Entró en la sala y automáticamente encendió la lámpara de mesa. La luz suave y cálida revelaba detalles familiares en la oscuridad: una pila de libros junto al sillón, una servilleta de ganchillo sobre la mesa de centro, una foto de su abuela en un marco de madera.
La abuela sonrió desde la foto: una sonrisa amable y tranquila que siempre conseguía reconfortar. Y esa sonrisa le hizo un nudo en la garganta a Tatyana.
“Abuela…”, susurró, pasando el dedo por el cristal. “Cómo me gustaría que estuvieras aquí ahora mismo”.
Pero el silencio no respondió.
Se sentó en su sillón favorito y cerró los ojos. Parecía que si contenía la respiración lo suficiente, los pensamientos dejarían de doler. Pero no fue así.
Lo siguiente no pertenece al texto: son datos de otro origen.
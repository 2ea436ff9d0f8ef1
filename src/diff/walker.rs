//! The diff walker: cursor bookkeeping and blame joining.

use crate::blame::{BlameIndex, BlameRecord, BlameSource};
use crate::error::{DifflameError, Result};
use serde::Serialize;
use tracing::warn;

use super::hunk::HunkHeader;
use super::line::{classify, header_path, DiffLineKind};

/// One emitted record: a classified diff line with its resolved positions
/// and, for additions and deletions, optional blame attribution.
///
/// Context lines always carry both a before- and after-line-number;
/// additions carry only after; deletions carry only before.
#[derive(Debug, Clone, PartialEq, Eq, Serialize)]
pub struct AnnotatedLine {
    /// Classification tag.
    pub kind: DiffLineKind,
    /// The raw diff line, verbatim (including its prefix character).
    pub text: String,
    /// Line number in the old-side file, where applicable.
    #[serde(skip_serializing_if = "Option::is_none")]
    pub before_line: Option<usize>,
    /// Line number in the new-side file, where applicable.
    #[serde(skip_serializing_if = "Option::is_none")]
    pub after_line: Option<usize>,
    /// Blame attribution for the line, when it could be resolved.
    #[serde(skip_serializing_if = "Option::is_none")]
    pub blame: Option<BlameRecord>,
}

impl AnnotatedLine {
    fn plain(kind: DiffLineKind, text: &str) -> Self {
        AnnotatedLine {
            kind,
            text: text.to_string(),
            before_line: None,
            after_line: None,
            blame: None,
        }
    }
}

/// Walker state. `---`/`+++` headers populate file paths in either
/// non-initial state; hunk bodies are only walked while in a hunk.
#[derive(Debug, Clone, Copy, PartialEq, Eq)]
enum WalkerState {
    /// No active file-marker context yet.
    BetweenFiles,
    /// Between a `diff` marker and the first hunk of that file section.
    InFileHeader,
    /// Actively walking a hunk body.
    InHunk,
}

/// Walks a unified-diff blob and emits blame-annotated records in strict
/// input order.
///
/// The walker exclusively owns the two line cursors and the old/new file
/// path pair for the file section in progress. Blame indexes are owned
/// per-hunk: each `@@` header replaces both sides wholesale, scoped to that
/// hunk's line ranges, so a lookup is a direct line-number probe.
///
/// Blame is an enrichment: a failed or impossible blame fetch degrades that
/// side to unattributed output. The only fatal condition inside a walk is a
/// `@@` line that fails the hunk-header grammar.
pub struct DiffWalker<'a> {
    revision_1: &'a str,
    revision_2: &'a str,
    blame_source: Option<&'a dyn BlameSource>,

    state: WalkerState,
    before_cursor: usize,
    after_cursor: usize,
    before_path: Option<String>,
    after_path: Option<String>,
    before_index: Option<BlameIndex>,
    after_index: Option<BlameIndex>,
}

impl<'a> DiffWalker<'a> {
    /// Create a walker for a diff between `revision_1` (old side) and
    /// `revision_2` (new side).
    ///
    /// With `blame_source` set to `None` every record is emitted
    /// unattributed; the diff structure itself is unaffected.
    pub fn new(
        revision_1: &'a str,
        revision_2: &'a str,
        blame_source: Option<&'a dyn BlameSource>,
    ) -> Self {
        DiffWalker {
            revision_1,
            revision_2,
            blame_source,
            state: WalkerState::BetweenFiles,
            before_cursor: 0,
            after_cursor: 0,
            before_path: None,
            after_path: None,
            before_index: None,
            after_index: None,
        }
    }

    /// Walk the full diff text and return the ordered annotated records.
    ///
    /// End of input in any state is clean termination.
    ///
    /// # Errors
    ///
    /// * `DifflameError::MalformedHunkHeader` - a `@@` line failed the
    ///   hunk-header grammar; identifies the line and its 1-based position.
    pub fn walk(mut self, diff_text: &str) -> Result<Vec<AnnotatedLine>> {
        let mut records = Vec::new();

        for (index, line) in diff_text.lines().enumerate() {
            let record = self.step(line, index + 1)?;
            records.push(record);
        }

        Ok(records)
    }

    /// Process one diff line at 1-based `position` and emit its record.
    fn step(&mut self, line: &str, position: usize) -> Result<AnnotatedLine> {
        match classify(line) {
            DiffLineKind::FileMarker => {
                // New file section: previous paths and indexes are stale.
                self.before_path = None;
                self.after_path = None;
                self.before_index = None;
                self.after_index = None;
                self.state = WalkerState::InFileHeader;
                Ok(AnnotatedLine::plain(DiffLineKind::FileMarker, line))
            }
            DiffLineKind::OldFileHeader => {
                self.before_path = header_path(line, "a/");
                Ok(AnnotatedLine::plain(DiffLineKind::OldFileHeader, line))
            }
            DiffLineKind::NewFileHeader => {
                self.after_path = header_path(line, "b/");
                Ok(AnnotatedLine::plain(DiffLineKind::NewFileHeader, line))
            }
            DiffLineKind::HunkHeader => self.enter_hunk(line, position),
            DiffLineKind::Addition => Ok(self.emit_addition(line)),
            DiffLineKind::Deletion => Ok(self.emit_deletion(line)),
            DiffLineKind::Context => Ok(self.emit_context(line)),
            DiffLineKind::Other => Ok(AnnotatedLine::plain(DiffLineKind::Other, line)),
        }
    }

    /// Handle a `@@` header: reset cursors and fetch fresh per-hunk blame
    /// indexes for whichever sides have a known path.
    fn enter_hunk(&mut self, line: &str, position: usize) -> Result<AnnotatedLine> {
        let header =
            HunkHeader::parse(line).ok_or_else(|| DifflameError::MalformedHunkHeader {
                position,
                line: line.to_string(),
            })?;

        self.before_cursor = header.before_start;
        self.after_cursor = header.after_start;

        self.before_index = self.fetch_index(
            self.revision_1,
            self.before_path.clone(),
            header.before_start,
            header.before_count,
        );
        self.after_index = self.fetch_index(
            self.revision_2,
            self.after_path.clone(),
            header.after_start,
            header.after_count,
        );

        self.state = WalkerState::InHunk;
        Ok(AnnotatedLine::plain(DiffLineKind::HunkHeader, line))
    }

    /// Fetch and build a blame index for one side of a hunk.
    ///
    /// Returns `None` (that side degrades to unattributed output) when no
    /// blame source is configured, the side has no path (`/dev/null`), the
    /// range is empty, or the fetch itself fails.
    fn fetch_index(
        &self,
        revision: &str,
        path: Option<String>,
        start_line: usize,
        line_count: usize,
    ) -> Option<BlameIndex> {
        let source = self.blame_source?;
        let path = path?;
        if line_count == 0 || start_line == 0 {
            return None;
        }

        match source.fetch_blame(revision, &path, start_line, line_count) {
            Ok(text) => Some(BlameIndex::parse(&text)),
            Err(err) => {
                warn!(
                    revision,
                    path = %path,
                    start_line,
                    line_count,
                    error = %err,
                    "blame fetch failed; emitting this side unattributed"
                );
                None
            }
        }
    }

    fn emit_addition(&mut self, line: &str) -> AnnotatedLine {
        if self.state != WalkerState::InHunk {
            return AnnotatedLine::plain(DiffLineKind::Addition, line);
        }

        let blame = self
            .after_index
            .as_ref()
            .and_then(|index| index.get(self.after_cursor))
            .cloned();

        let record = AnnotatedLine {
            kind: DiffLineKind::Addition,
            text: line.to_string(),
            before_line: None,
            after_line: Some(self.after_cursor),
            blame,
        };
        self.after_cursor += 1;
        record
    }

    fn emit_deletion(&mut self, line: &str) -> AnnotatedLine {
        if self.state != WalkerState::InHunk {
            return AnnotatedLine::plain(DiffLineKind::Deletion, line);
        }

        let blame = self
            .before_index
            .as_ref()
            .and_then(|index| index.get(self.before_cursor))
            .cloned();

        let record = AnnotatedLine {
            kind: DiffLineKind::Deletion,
            text: line.to_string(),
            before_line: Some(self.before_cursor),
            after_line: None,
            blame,
        };
        self.before_cursor += 1;
        record
    }

    fn emit_context(&mut self, line: &str) -> AnnotatedLine {
        if self.state != WalkerState::InHunk {
            return AnnotatedLine::plain(DiffLineKind::Context, line);
        }

        let record = AnnotatedLine {
            kind: DiffLineKind::Context,
            text: line.to_string(),
            before_line: Some(self.before_cursor),
            after_line: Some(self.after_cursor),
            blame: None,
        };
        self.before_cursor += 1;
        self.after_cursor += 1;
        record
    }
}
Una hora después, el timbre sonó con fuerza. Tatyana dio un respingo. Sabía quién era. El corazón le dio un vuelco. Se levantó y abrió la puerta.
Margarita Ivanovna estaba en el umbral, sonrojada, furiosa, con los labios temblando de rabia. Víctor dudó por encima de su hombro.
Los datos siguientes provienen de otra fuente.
//! The `stat` command: parsed diffstat table.

use crate::cli::StatArgs;
use crate::config::Config;
use crate::error::{DifflameError, Result};
use crate::git;
use crate::summary::{parse_stat, StatLine};
use colored::Colorize;

/// Print the parsed diffstat between two revisions.
pub fn cmd_stat(args: StatArgs) -> Result<()> {
    let cwd = std::env::current_dir()
        .map_err(|e| DifflameError::UserError(format!("failed to resolve current directory: {}", e)))?;
    let repo_root = git::get_repo_root(&cwd)?;
    let config = Config::load_from_repo(&repo_root)?;

    let width = args.width.unwrap_or(config.stat_width);
    let label = git::get_repo_label(&repo_root)?;

    git::verify_revision(&repo_root, &args.revision_1)?;
    git::verify_revision(&repo_root, &args.revision_2)?;

    let stat_text = git::fetch_stat_text(&repo_root, &args.revision_1, &args.revision_2, width)?;
    let lines = parse_stat(&stat_text);

    println!(
        "{}",
        format!("{}: diff {} {}", label, args.revision_1, args.revision_2).bold()
    );
    println!();

    let path_width = lines
        .iter()
        .filter_map(|line| match line {
            StatLine::Entry(entry) => Some(entry.path.len()),
            StatLine::Raw(_) => None,
        })
        .max()
        .unwrap_or(0);

    for line in &lines {
        match line {
            StatLine::Entry(entry) => {
                println!(
                    " {:<path_width$} | {:>4} {}{}",
                    entry.path,
                    entry.change,
                    "+".repeat(entry.plus).green(),
                    "-".repeat(entry.minus).red(),
                );
            }
            StatLine::Raw(raw) => println!("{}", raw),
        }
    }

    Ok(())
}
//! Line-number index over parsed blame records.

use super::record::BlameRecord;
use std::collections::BTreeMap;
use tracing::warn;

/// Mapping from 1-based line number to its blame attribution.
///
/// Built once per (revision, file-path, line-range) query and scoped to a
/// single hunk's before-side or after-side; the walker replaces indexes
/// wholesale at each hunk header, never merges them.
#[derive(Debug, Clone, Default)]
pub struct BlameIndex {
    records: BTreeMap<usize, BlameRecord>,
}

impl BlameIndex {
    /// Build an index from a raw blame-tool output blob.
    ///
    /// Each line is parsed via [`BlameRecord::parse`]; only lines that
    /// yielded a record are inserted, keyed by that record's line number.
    /// Lines that don't match the blame grammar are excluded with a warning
    /// (the feature is best-effort annotation, so this is a data-integrity
    /// signal, not a fatal error). Duplicate line numbers should not occur
    /// for a well-formed range request; when they do, last write wins.
    pub fn parse(blame_text: &str) -> BlameIndex {
        let mut records = BTreeMap::new();

        for line in blame_text.lines() {
            if line.is_empty() {
                continue;
            }
            match BlameRecord::parse(line) {
                Some(record) => {
                    if let Some(previous) = records.insert(record.line_number, record) {
                        warn!(
                            line_number = previous.line_number,
                            "duplicate line number in blame output; keeping the later record"
                        );
                    }
                }
                None => {
                    warn!(line, "unparseable blame line excluded from index");
                }
            }
        }

        BlameIndex { records }
    }

    /// Look up the attribution for a 1-based line number.
    pub fn get(&self, line_number: usize) -> Option<&BlameRecord> {
        self.records.get(&line_number)
    }

    /// Number of attributed lines in the index.
    pub fn len(&self) -> usize {
        self.records.len()
    }

    /// Returns true if no line could be attributed.
    pub fn is_empty(&self) -> bool {
        self.records.is_empty()
    }

    /// Iterate over (line number, record) pairs in line order.
    pub fn iter(&self) -> impl Iterator<Item = (&usize, &BlameRecord)> {
        self.records.iter()
    }
}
“Por fin abriste la puerta”, murmuró su suegra y, sin esperar invitación, entró en el apartamento. “Bueno, ¿hablamos?”
Tatiana se hizo a un lado en silencio. Sintió un frío intenso.
Margarita Ivanovna paseaba por la habitación como un inspector inspeccionando una propiedad.
“¿Así que así es?”, dijo, girándose. “¿Te crees más inteligente que los demás? ¿Que puedes contradecir a tus mayores?”
“Soy adulta”, dijo Tatiana en voz baja. “Y tengo derecho a tomar decisiones”.